Maven Central Coverage Status

High throughput data ingestion logger to Fluentd and Fluent Bit (and AWS S3 and Treasure Data.)

This document is for version 2. If you're looking for a document for version 1, see this.

Ingestion to Fluentd

Features

Install

Gradle

dependencies {
    compile "org.komamitsu:fluency-core:${fluency.version}"
    compile "org.komamitsu:fluency-fluentd:${fluency.version}"
}

Maven

<dependency>
    <groupId>org.komamitsu</groupId>
    <artifactId>fluency-core</artifactId>
    <version>${fluency.version}</version>
</dependency>

<dependency>
    <groupId>org.komamitsu</groupId>
    <artifactId>fluency-fluentd</artifactId>
    <version>${fluency.version}</version>
</dependency>

Usage

Create Fluency instance

For single Fluentd
// Single Fluentd(localhost:24224 by default)
//   - TCP heartbeat (by default)
//   - Asynchronous flush (by default)
//   - Without ack response (by default)
//   - Flush attempt interval is 600ms (by default)
//   - Initial chunk buffer size is 1MB (by default)
//   - Threshold chunk buffer size to flush is 4MB (by default)
//   - Threshold chunk buffer retention time to flush is 1000 ms (by default)
//   - Max total buffer size is 512MB (by default)
//   - Use off heap memory for buffer pool (by default)
//   - Max retries of sending events is 8 (by default)
//   - Max wait until all buffers are flushed is 10 seconds (by default)
//   - Max wait until the flusher is terminated is 10 seconds (by default)
//   - Socket connection timeout is 5000 ms (by default)
//   - Socket read timeout is 5000 ms (by default)
Fluency fluency = new FluencyBuilderForFluentd().build();
For multiple Fluentd with failover
// Multiple Fluentd(localhost:24224, localhost:24225)
Fluency fluency = new FluencyBuilderForFluentd().build(
        Arrays.asList(
                new InetSocketAddress(24224),
                new InetSocketAddress(24225)));
Enable ACK response mode
// Single Fluentd(localhost:24224)
//   - With ack response
FluencyBuilderForFluentd builder = new FluencyBuilderForFluentd();
builder.setAckResponseMode(true);
Fluency fluency = builder.build();
Enable file backup mode

In this mode, Fluency takes backup of unsent memory buffers as files when closing and then resends them when restarting

// Single Fluentd(localhost:24224)
//   - Backup directory is the temporary directory
FluencyBuilderForFluentd builder = new FluencyBuilderForFluentd();
builder.setFileBackupDir(System.getProperty("java.io.tmpdir"));
Fluency fluency = builder.build();
Buffer configuration

Fluency has some parameters to configure a flush timing of buffer.
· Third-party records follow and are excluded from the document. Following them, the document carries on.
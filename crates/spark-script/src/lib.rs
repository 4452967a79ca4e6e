#![deny(unsafe_code)]

//! `spark-script` 是脚本解释器与事件驱动原生 I/O 引擎之间的运行时核心。
//!
//! # 模块定位（Why）
//! - 解释器只允许单个活动调用，原生引擎却在自己的线程上以回调形式投递连接事件；
//!   本 crate 负责两者之间的串行化、句柄生命周期、定时器、带背压的文件传输与热重启。
//! - HTTP 解析、TCP/TLS 与就绪通知属于原生引擎，脚本语义属于解释器，均通过
//!   [`native`] 与 [`bridge`] 中的窄接口接入。
//!
//! # 设计概要（How）
//! - [`registry`]：把原生资源包装为不透明句柄，资源死亡后保留僵尸句柄；
//! - [`bridge`]：可重入串行化锁包住解释器，脚本错误与 panic 在此被捕获；
//! - [`timer`]：每次迭代扫描一次，调用脚本时不持有定时器表锁；
//! - [`transfer`] 与 [`static_files`]：按文件大小选择内联、缓冲或内存映射策略，背压下原样重试；
//! - [`connection`]：HTTP 交换、WebSocket 会话与 SSE 流的状态机；
//! - [`server`]、[`app`]、[`runtime`]：应用实例、生命周期状态机与脚本可见入口。
//!
//! # 命名约定（Consistency）
//! - 日志 target 统一为 `spark_script::<组件>`；错误码统一为 `spark.script.<原因>`。

pub mod app;
pub mod bridge;
pub mod clock;
pub mod config;
pub mod connection;
pub mod error;
pub mod fs_ops;
pub mod mime;
pub mod native;
pub mod observability;
pub mod registry;
pub mod response;
pub mod router;
pub mod runtime;
pub mod server;
pub mod static_files;
pub mod test_stubs;
pub mod timer;
pub mod transfer;
pub mod value;

pub use app::{Application, IterationReport, ShutdownReport};
pub use bridge::{BridgeStats, CallbackBridge, ScriptEngine};
pub use clock::{Clock, ManualClock, SystemClock};
pub use config::{ConfigError, RuntimeConfig};
pub use connection::sse::{SseEvent, SseSendStatus};
pub use connection::websocket::WebSocketHandle;
pub use connection::{ConnectionManager, QuiesceReport};
pub use error::{Result, RuntimeError, ScriptError};
pub use native::{
    ConnectionId, EventSink, HttpMethod, HttpResponse, ListenSocket, NativeEngine, NativeEvent,
    OpCode, RequestInfo, SendStatus, WebSocketConnection, WriteStatus,
};
pub use registry::{Handle, HandleKind, HandleRegistry, SessionPhase};
pub use response::ResponseHandle;
pub use router::{MethodFilter, SseBehavior, WebSocketBehavior};
pub use runtime::{Runtime, RuntimeBuilder};
pub use server::{ServerLifecycle, ServerState};
pub use timer::{TimerEngine, TimerId};
pub use transfer::{TransferEngine, TransferLimits, TransferStrategy};
pub use value::{CallbackRef, ScriptRef, ScriptValue};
This diagram may help to understand it. buffer-flush

For high throughput data ingestion with high latency
// Single Fluentd(xxx.xxx.xxx.xxx:24224)
//   - Initial chunk buffer size is 16MB
//   - Threshold chunk buffer size to flush is 64MB
//     Keep this value (BufferRetentionSize) between `Initial chunk buffer size` and `Max total buffer size`
//   - Max total buffer size = 1024MB
FluencyBuilderForFluentd builder = new FluencyBuilderForFluentd();
builder.setBufferChunkInitialSize(16 * 1024 * 1024);
builder.setBufferChunkRetentionSize(64 * 1024 * 1024);
builder.setMaxBufferSize(1024 * 1024 * 1024L);
Fluency fluency = builder.build("xxx.xxx.xxx.xxx", 24224);
Socket configuration
// Single Fluentd(localhost:24224)
//   - Socket connection timeout is 15000 ms
//   - Socket read timeout is 10000 ms
FluencyBuilderForFluentd builder = new FluencyBuilderForFluentd();
builder.setConnectionTimeoutMilli(15000);
builder.setReadTimeoutMilli(10000);
Fluency fluency = builder.build();
Waits on close sequence
// Single Fluentd(localhost:24224)
//   - Max wait until all buffers are flushed is 30 seconds
//   - Max wait until the flusher is terminated is 40 seconds
FluencyBuilderForFluentd builder = new FluencyBuilderForFluentd();
builder.setWaitUntilBufferFlushed(30);
builder.setWaitUntilFlusherTerminated(40);
Fluency fluency = builder.build();
Register Jackson modules
// Single Fluentd(localhost:24224)
//   - SimpleModule that has FooSerializer is enabled
SimpleModule simpleModule = new SimpleModule();
simpleModule.addSerializer(Foo.class, new FooSerializer());
FluentdRecordFormatter.Config recordFormatterConfig =
	new FluentdRecordFormatter.Config();
recordFormatterConfig.setJacksonModules(
	Collections.singletonList(simpleModule));
FluencyBuilderForFluentd builder = new FluencyBuilder();
builder.setRecordFormatter(new FluentdRecordFormatter(recordFormatterConfig));

Fluency fluency = builder.build();
Set a custom error handler
FluencyBuilderForFluentd builder = new FluencyBuilderForFluentd();
builder.setErrorHandler(ex -> {
  // Send a notification
});
Fluency fluency = builder.build();

    :

// If flushing events to Fluentd fails and retried out, the error handler is called back.
fluency.emit("foo.bar", event);
Send requests over SSL/TLS
// Single Fluentd(localhost:24224)
//   - Enable SSL/TLS
FluencyBuilderForFluentd builder = new FluencyBuilderForFluentd();
builder.setSslEnabled(true);

// Or, provide your own SSLSocketFactory at runtime (replace with your own)
builder.setSslSocketFactory(SSLSocketFactory.getDefault())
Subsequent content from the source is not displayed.